**DATA RECORDS**
-=-=-
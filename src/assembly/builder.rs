//! Method body builder for creating IR method implementations.
//!
//! This module provides [`MethodBodyBuilder`] for creating method bodies with local
//! variables and exception handlers, and [`BodyAssembler`], the fluent instruction emitter
//! handed to the implementation closure. Blocks are numbered in emission order: every
//! terminator closes the current block and the next instruction opens block `n + 1`.
//! Conditional branches fall through to the block emitted next.

use crate::{
    analysis::ControlFlowGraph,
    assembly::{
        body::{BasicBlock, MethodBody},
        exceptions::ExceptionHandler,
        instruction::{BlockId, BranchKind, Instruction, Terminator},
    },
    metadata::{
        memberref::{FieldRef, MethodRef},
        signatures::{TypeRef, TypeSig},
        token::Token,
    },
    Result,
};

/// Type alias for method body implementation closures
type ImplementationFn = Box<dyn FnOnce(&mut BodyAssembler) -> Result<()>>;

/// Fluent emitter for basic blocks
#[derive(Debug, Default)]
pub struct BodyAssembler {
    base: usize,
    blocks: Vec<BasicBlock>,
    current: Vec<Instruction>,
}

macro_rules! simple_ops {
    ($($(#[$doc:meta])* $name:ident => $ins:ident;)*) => {
        $(
            $(#[$doc])*
            pub fn $name(&mut self) -> &mut Self {
                self.emit(Instruction::$ins)
            }
        )*
    };
}

macro_rules! conditional_branches {
    ($($(#[$doc:meta])* $name:ident => $kind:ident;)*) => {
        $(
            $(#[$doc])*
            pub fn $name(&mut self, target: BlockId) -> &mut Self {
                let fallthrough = self.next_block();
                self.terminate(Terminator::Branch {
                    kind: BranchKind::$kind,
                    target,
                    fallthrough,
                })
            }
        )*
    };
}

impl BodyAssembler {
    /// A new assembler positioned at block 0
    #[must_use]
    pub fn new() -> Self {
        Self::default()
    }

    /// An assembler whose first block gets id `first`, for appending to an existing body
    #[must_use]
    pub fn starting_at(first: BlockId) -> Self {
        BodyAssembler {
            base: first.0,
            ..Self::default()
        }
    }

    /// Id of the block currently being emitted
    #[must_use]
    pub fn current_block(&self) -> BlockId {
        BlockId(self.base + self.blocks.len())
    }

    fn next_block(&self) -> BlockId {
        BlockId(self.base + self.blocks.len() + 1)
    }

    /// Appends an instruction to the current block
    pub fn emit(&mut self, instruction: Instruction) -> &mut Self {
        self.current.push(instruction);
        self
    }

    /// Closes the current block with `terminator`
    pub fn terminate(&mut self, terminator: Terminator) -> &mut Self {
        let instructions = std::mem::take(&mut self.current);
        self.blocks.push(BasicBlock::new(instructions, terminator));
        self
    }

    simple_ops! {
        /// `nop`
        nop => Nop;
        /// `ldnull`
        ldnull => Ldnull;
        /// `dup`
        dup => Dup;
        /// `pop`
        pop => Pop;
        /// `add`
        add => Add;
        /// `sub`
        sub => Sub;
        /// `mul`
        mul => Mul;
        /// `div`
        div => Div;
        /// `rem`
        rem => Rem;
        /// `neg`
        neg => Neg;
        /// `ceq`
        ceq => Ceq;
        /// `cgt`
        cgt => Cgt;
        /// `clt`
        clt => Clt;
        /// `ldlen`
        ldlen => Ldlen;
    }

    /// `ldarg n`
    pub fn ldarg(&mut self, n: u16) -> &mut Self {
        self.emit(Instruction::Ldarg(n))
    }

    /// `ldarga n`
    pub fn ldarga(&mut self, n: u16) -> &mut Self {
        self.emit(Instruction::Ldarga(n))
    }

    /// `starg n`
    pub fn starg(&mut self, n: u16) -> &mut Self {
        self.emit(Instruction::Starg(n))
    }

    /// `ldloc n`
    pub fn ldloc(&mut self, n: u16) -> &mut Self {
        self.emit(Instruction::Ldloc(n))
    }

    /// `ldloca n`
    pub fn ldloca(&mut self, n: u16) -> &mut Self {
        self.emit(Instruction::Ldloca(n))
    }

    /// `stloc n`
    pub fn stloc(&mut self, n: u16) -> &mut Self {
        self.emit(Instruction::Stloc(n))
    }

    /// `ldc.i4 value`
    pub fn ldc_i4(&mut self, value: i32) -> &mut Self {
        self.emit(Instruction::LdcI4(value))
    }

    /// `ldc.i8 value`
    pub fn ldc_i8(&mut self, value: i64) -> &mut Self {
        self.emit(Instruction::LdcI8(value))
    }

    /// `ldc.r8 value`
    pub fn ldc_r8(&mut self, value: f64) -> &mut Self {
        self.emit(Instruction::LdcR8(value))
    }

    /// `ldstr value`
    pub fn ldstr(&mut self, value: &str) -> &mut Self {
        self.emit(Instruction::Ldstr(value.to_string()))
    }

    /// `call method`
    pub fn call(&mut self, method: MethodRef) -> &mut Self {
        self.emit(Instruction::Call(method))
    }

    /// `callvirt method`
    pub fn callvirt(&mut self, method: MethodRef) -> &mut Self {
        self.emit(Instruction::Callvirt(method))
    }

    /// `newobj ctor`
    pub fn newobj(&mut self, ctor: MethodRef) -> &mut Self {
        self.emit(Instruction::Newobj(ctor))
    }

    /// `ldfld field`
    pub fn ldfld(&mut self, field: FieldRef) -> &mut Self {
        self.emit(Instruction::Ldfld(field))
    }

    /// `stfld field`
    pub fn stfld(&mut self, field: FieldRef) -> &mut Self {
        self.emit(Instruction::Stfld(field))
    }

    /// `ldsfld field`
    pub fn ldsfld(&mut self, field: FieldRef) -> &mut Self {
        self.emit(Instruction::Ldsfld(field))
    }

    /// `stsfld field`
    pub fn stsfld(&mut self, field: FieldRef) -> &mut Self {
        self.emit(Instruction::Stsfld(field))
    }

    /// `box sig`
    pub fn box_value(&mut self, sig: TypeSig) -> &mut Self {
        self.emit(Instruction::Box(sig))
    }

    /// `newarr element`
    pub fn newarr(&mut self, element: TypeSig) -> &mut Self {
        self.emit(Instruction::Newarr(element))
    }

    /// `stelem element`
    pub fn stelem(&mut self, element: TypeSig) -> &mut Self {
        self.emit(Instruction::Stelem(element))
    }

    /// `ldelem element`
    pub fn ldelem(&mut self, element: TypeSig) -> &mut Self {
        self.emit(Instruction::Ldelem(element))
    }

    /// `ldind sig`
    pub fn ldind(&mut self, sig: TypeSig) -> &mut Self {
        self.emit(Instruction::Ldind(sig))
    }

    /// `stind sig`
    pub fn stind(&mut self, sig: TypeSig) -> &mut Self {
        self.emit(Instruction::Stind(sig))
    }

    /// `ldtoken token`
    pub fn ldtoken(&mut self, token: Token) -> &mut Self {
        self.emit(Instruction::Ldtoken(token))
    }

    /// `ret`
    pub fn ret(&mut self) -> &mut Self {
        self.terminate(Terminator::Return)
    }

    /// `br target`
    pub fn br(&mut self, target: BlockId) -> &mut Self {
        self.terminate(Terminator::Jump(target))
    }

    /// `leave target`
    pub fn leave(&mut self, target: BlockId) -> &mut Self {
        self.terminate(Terminator::Leave(target))
    }

    /// `throw`
    pub fn throw(&mut self) -> &mut Self {
        self.terminate(Terminator::Throw)
    }

    /// `rethrow`
    pub fn rethrow(&mut self) -> &mut Self {
        self.terminate(Terminator::Rethrow)
    }

    /// `endfinally`
    pub fn endfinally(&mut self) -> &mut Self {
        self.terminate(Terminator::EndFinally)
    }

    /// `switch targets`, falling through to the next block
    pub fn switch(&mut self, targets: Vec<BlockId>) -> &mut Self {
        let default = self.next_block();
        self.terminate(Terminator::Switch { targets, default })
    }

    conditional_branches! {
        /// `brtrue target`
        brtrue => True;
        /// `brfalse target`
        brfalse => False;
        /// `beq target`
        beq => Beq;
        /// `bne.un target`
        bne_un => NeUn;
        /// `blt target`
        blt => Blt;
        /// `ble target`
        ble => Ble;
        /// `bgt target`
        bgt => Bgt;
        /// `bge target`
        bge => Bge;
    }

    /// Consumes the assembler and returns the emitted blocks
    ///
    /// # Errors
    /// Returns [`crate::Error::Malformed`] if instructions follow the last terminator or
    /// nothing was emitted.
    pub fn finish(self) -> Result<Vec<BasicBlock>> {
        if !self.current.is_empty() {
            return Err(malformed_error!(
                "Block {} is not terminated",
                self.current_block()
            ));
        }
        if self.blocks.is_empty() {
            return Err(malformed_error!("Method body has no blocks"));
        }
        Ok(self.blocks)
    }
}

/// Builder for creating method bodies.
///
/// # Examples
///
/// ```rust
/// use aspectweave::assembly::MethodBodyBuilder;
/// use aspectweave::metadata::signatures::TypeSig;
///
/// # fn example() -> aspectweave::Result<()> {
/// let body = MethodBodyBuilder::new()
///     .local(TypeSig::I4)
///     .implementation(|asm| {
///         asm.ldarg(0).ldarg(1).add().stloc(0).ldloc(0).ret();
///         Ok(())
///     })
///     .build()?;
/// assert_eq!(body.blocks.len(), 1);
/// # Ok(())
/// # }
/// ```
pub struct MethodBodyBuilder {
    /// Initialize locals to zero
    init_locals: bool,

    /// Local variable types
    locals: Vec<TypeSig>,

    /// The implementation closure
    implementation: Option<ImplementationFn>,

    /// Exception handlers for try/catch/finally blocks
    exception_handlers: Vec<ExceptionHandler>,
}

impl MethodBodyBuilder {
    /// Create a new method body builder.
    #[must_use]
    pub fn new() -> Self {
        Self {
            init_locals: true,
            locals: Vec::new(),
            implementation: None,
            exception_handlers: Vec::new(),
        }
    }

    /// Declare a local variable. Locals are numbered in declaration order.
    #[must_use]
    pub fn local(mut self, local_type: TypeSig) -> Self {
        self.locals.push(local_type);
        self
    }

    /// Set whether locals are zero-initialized on entry.
    #[must_use]
    pub fn init_locals(mut self, init: bool) -> Self {
        self.init_locals = init;
        self
    }

    /// Add an exception handler built elsewhere.
    #[must_use]
    pub fn exception_handler(mut self, handler: ExceptionHandler) -> Self {
        self.exception_handlers.push(handler);
        self
    }

    /// Add a typed catch handler.
    ///
    /// # Arguments
    ///
    /// * `exception_type` - Full name of the caught exception type
    /// * `try_blocks` - Indices of the protected blocks
    /// * `handler_blocks` - Indices of the handler blocks, the lowest is the handler entry
    #[must_use]
    pub fn catch_handler(
        mut self,
        exception_type: &str,
        try_blocks: impl IntoIterator<Item = usize>,
        handler_blocks: impl IntoIterator<Item = usize>,
    ) -> Self {
        let handler_blocks: Vec<BlockId> = handler_blocks.into_iter().map(BlockId).collect();
        let entry = handler_blocks.iter().min().copied().unwrap_or(BlockId(0));
        self.exception_handlers.push(ExceptionHandler::catch(
            TypeRef::local(exception_type),
            try_blocks.into_iter().map(BlockId),
            handler_blocks,
            entry,
        ));
        self
    }

    /// Add a finally handler.
    ///
    /// # Arguments
    ///
    /// * `try_blocks` - Indices of the protected blocks
    /// * `handler_blocks` - Indices of the handler blocks, the lowest is the handler entry
    #[must_use]
    pub fn finally_handler(
        mut self,
        try_blocks: impl IntoIterator<Item = usize>,
        handler_blocks: impl IntoIterator<Item = usize>,
    ) -> Self {
        let handler_blocks: Vec<BlockId> = handler_blocks.into_iter().map(BlockId).collect();
        let entry = handler_blocks.iter().min().copied().unwrap_or(BlockId(0));
        self.exception_handlers.push(ExceptionHandler::finally(
            try_blocks.into_iter().map(BlockId),
            handler_blocks,
            entry,
        ));
        self
    }

    /// Set the method implementation using the block assembler.
    #[must_use]
    pub fn implementation<F>(mut self, f: F) -> Self
    where
        F: FnOnce(&mut BodyAssembler) -> Result<()> + 'static,
    {
        self.implementation = Some(Box::new(f));
        self
    }

    /// Build and validate the method body.
    ///
    /// # Errors
    ///
    /// Returns an error if:
    /// - No implementation was provided
    /// - The implementation closure returns an error
    /// - A block is left unterminated
    /// - The control flow graph fails validation
    pub fn build(self) -> Result<MethodBody> {
        let MethodBodyBuilder {
            init_locals,
            locals,
            implementation,
            exception_handlers,
        } = self;

        let implementation = implementation
            .ok_or_else(|| malformed_error!("Method body implementation is required"))?;

        let mut assembler = BodyAssembler::new();
        implementation(&mut assembler)?;
        let blocks = assembler.finish()?;

        let body = MethodBody {
            locals,
            blocks,
            handlers: exception_handlers,
            entry: BlockId(0),
            init_locals,
        };
        ControlFlowGraph::new(&body).validate()?;
        Ok(body)
    }
}

impl Default for MethodBodyBuilder {
    fn default() -> Self {
        Self::new()
    }
}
-=-=-
**ASSIGNED TASK**
Please return every line of the material above that includes "ident".

**REPLY**
    ($($(#[$doc:meta])* $name:ident => $ins:ident;)*) => {
    ($($(#[$doc:meta])* $name:ident => $kind:ident;)*) => {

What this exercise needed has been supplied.